Goal
Chandler should be able to share items over different transports, including P2P transports like email, not just to a server which serves as the source of truth.
To make P2P sharing work, Chandler needs to have a system for dealing with conflicting changes to items, which may be received in different order by different clients. Eventually, Chandler should have UI to display clusters of related items, PPD has suggested that this system would be used to view the history of conflicting changes. For the moment, we don't have UI to do this, nor do we have UI to allow users to choose which versions of an item should be used. We're just automatically resolving conflicts.
Sequence and DateStamp? attributes
One way of determining whether an item update is valid would be to use a date stamp and let the most recent change win. Unfortunately, PC's are notorious for having poorly set clocks, so it's easy to imagine situations where some updates would be rejected out of hand for having an old date stamp.
A slightly more complicated approach would be to track a sequence number associated with every item. Any time an update was sent out, the sequence would be updated. In low frequency sharing scenarios, users would only rarely make changes to an item without having the latest version, and the sequence number would avoid having a dependence on clocks.
Conflicts would still happen. The proposed way of dealing with them would be to ignore old sequence numbers (which isn't reliable in high volume situations, but we're not trying to make all kinds of email sharing work, here). If sequence numbers were equal, we'd fall back to a date stamp, which is still unreliable but at least every recipient would at least then make the same decision about what update to use (the update whose date stamp was the latest).
There are still lots of ways for this to not work perfectly. If a user with an old version of an item sends an update to the item out to collaborators with a more up to date version, the updates will be ignored. There's also potential confusion when an item is shared in multiple ways.
Sharing via Cosmo and from email
Right now when sharing detects a conflit with Cosmo, the server wins. I think it would be reasonable to do a variety of things when sharing with both Cosmo and through email. We could:
- Continue to let the server win, publish sequence number but ignore it when syncing, only increment sequence when an email update is sent out.
- Track sequence and date stamp on the server, and use the same heuristic for resolving conflicts in server sharing as with email
- Let the client win conflicts (to be consistent with "the most recent change wins" in email)

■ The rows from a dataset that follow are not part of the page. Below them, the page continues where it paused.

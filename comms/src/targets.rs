use std::{fmt, str::FromStr};

use serde::{Deserialize, Serialize};

/// One of the insulin doses predicted by the model, in model output order.
#[derive(Debug, Clone, Copy, PartialEq, Eq, Hash, Default, Serialize, Deserialize)]
pub enum TargetLabel {
    #[default]
    #[serde(rename = "Insulina al Risveglio (07:00)")]
    Waking,
    #[serde(rename = "Insulina alle 09:30")]
    At0930,
    #[serde(rename = "Insulina alle 13:00")]
    At1300,
    #[serde(rename = "Insulina alle 15:00")]
    At1500,
    #[serde(rename = "Insulina alle 18:00")]
    At1800,
    #[serde(rename = "Insulina alle 23:00")]
    At2300,
}

/// The target column names, in model output order.
pub const TARGET_COLUMNS: [&str; 6] = [
    "Insulina al Risveglio (07:00)",
    "Insulina alle 09:30",
    "Insulina alle 13:00",
    "Insulina alle 15:00",
    "Insulina alle 18:00",
    "Insulina alle 23:00",
];

impl TargetLabel {
    pub const ALL: [TargetLabel; 6] = [
        TargetLabel::Waking,
        TargetLabel::At0930,
        TargetLabel::At1300,
        TargetLabel::At1500,
        TargetLabel::At1800,
        TargetLabel::At2300,
    ];

    /// Returns the position of this label in the model's output row.
    pub fn index(self) -> usize {
        self as usize
    }

    /// Returns the column name used on the wire and in training data.
    pub fn as_str(self) -> &'static str {
        TARGET_COLUMNS[self.index()]
    }
}

impl fmt::Display for TargetLabel {
    fn fmt(&self, f: &mut fmt::Formatter<'_>) -> fmt::Result {
        f.write_str(self.as_str())
    }
}

/// Error returned when parsing an unknown target label.
#[derive(Debug, Clone, PartialEq, Eq)]
pub struct UnknownTarget(pub String);

impl fmt::Display for UnknownTarget {
    fn fmt(&self, f: &mut fmt::Formatter<'_>) -> fmt::Result {
        write!(f, "unknown target label '{}'", self.0)
    }
}

impl std::error::Error for UnknownTarget {}

impl FromStr for TargetLabel {
    type Err = UnknownTarget;

    fn from_str(s: &str) -> Result<Self, Self::Err> {
        let s = s.trim();
        Self::ALL
            .into_iter()
            .find(|label| label.as_str() == s)
            .ok_or_else(|| UnknownTarget(s.to_string()))
    }
}
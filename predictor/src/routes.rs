use actix_cors::Cors;
use actix_web::{HttpResponse, ResponseError, error::InternalError, post, web};
use comms::{ErrorResponse, PredictResponse};
use serde_json::Value;

use crate::{PredictErr, Predictor};

/// Registers the prediction routes on an app.
///
/// The app must also hold a `web::Data<Predictor>`.
pub fn configure(cfg: &mut web::ServiceConfig) {
    cfg.app_data(json_config()).service(predict);
}

/// Allows cross-origin requests from any origin, method and header.
pub fn cors() -> Cors {
    Cors::default()
        .allow_any_origin()
        .allow_any_method()
        .allow_any_header()
}

/// Answers unreadable JSON bodies with `400 {"error": ...}`.
pub fn json_config() -> web::JsonConfig {
    web::JsonConfig::default().error_handler(|err, _req| {
        let response = HttpResponse::BadRequest().json(ErrorResponse::new(err.to_string()));
        InternalError::from_response(err, response).into()
    })
}

#[post("/predict")]
async fn predict(
    predictor: web::Data<Predictor>,
    body: web::Json<Value>,
) -> Result<HttpResponse, PredictErr> {
    log::info!("received a prediction request");

    let prediction = predictor.predict(&body).inspect_err(|e| {
        if e.status_code().is_server_error() {
            log::error!("error during prediction: {e}");
        } else {
            log::warn!("rejected prediction request: {e}");
        }
    })?;

    Ok(HttpResponse::Ok().json(PredictResponse { prediction }))
}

or I'm sure there are lots of other possibilities.
I don't think either of these options is perfect. Automatically merging and resolving conflicts is just never going to work perfectly. I think A) is the simplest thing to do, given the infrastructure we've already got.
In more detail, lets have client server sharing continue to make the server win, with one minor caveat. To avoid having wildly varying sequence numbers between email and server sharers, the largest sequence number should win when a server sync happens. This means occasionally Chandler will make a change to an item that only consists of a change to the sequence attribute, which will be a little weird since sequence presumbably won't be visible in the UI, but this doesn't seem like a particularly significant quirk.
Merging
We decided at our recent meeting that no merging of changes would happen when an item update was received through email, because merging in local changes would make it difficult to interpret the "updated by" field. But we'll continue to do client server merging as usual.
Failure Modes
Some odd situations can arise when the server wins conflicts, and the latest update wins. A relatively minor issue might happen if:
- Person A shares an item with persons B and C
- B sends out an update to A and C
- B syncs to the server
- C receives A's original item, but not B's update
- C sends out a later update to B's item
- C syncs, reverting backwards to B's version of the item
- A receives B's update, then C's update (keeping C's version)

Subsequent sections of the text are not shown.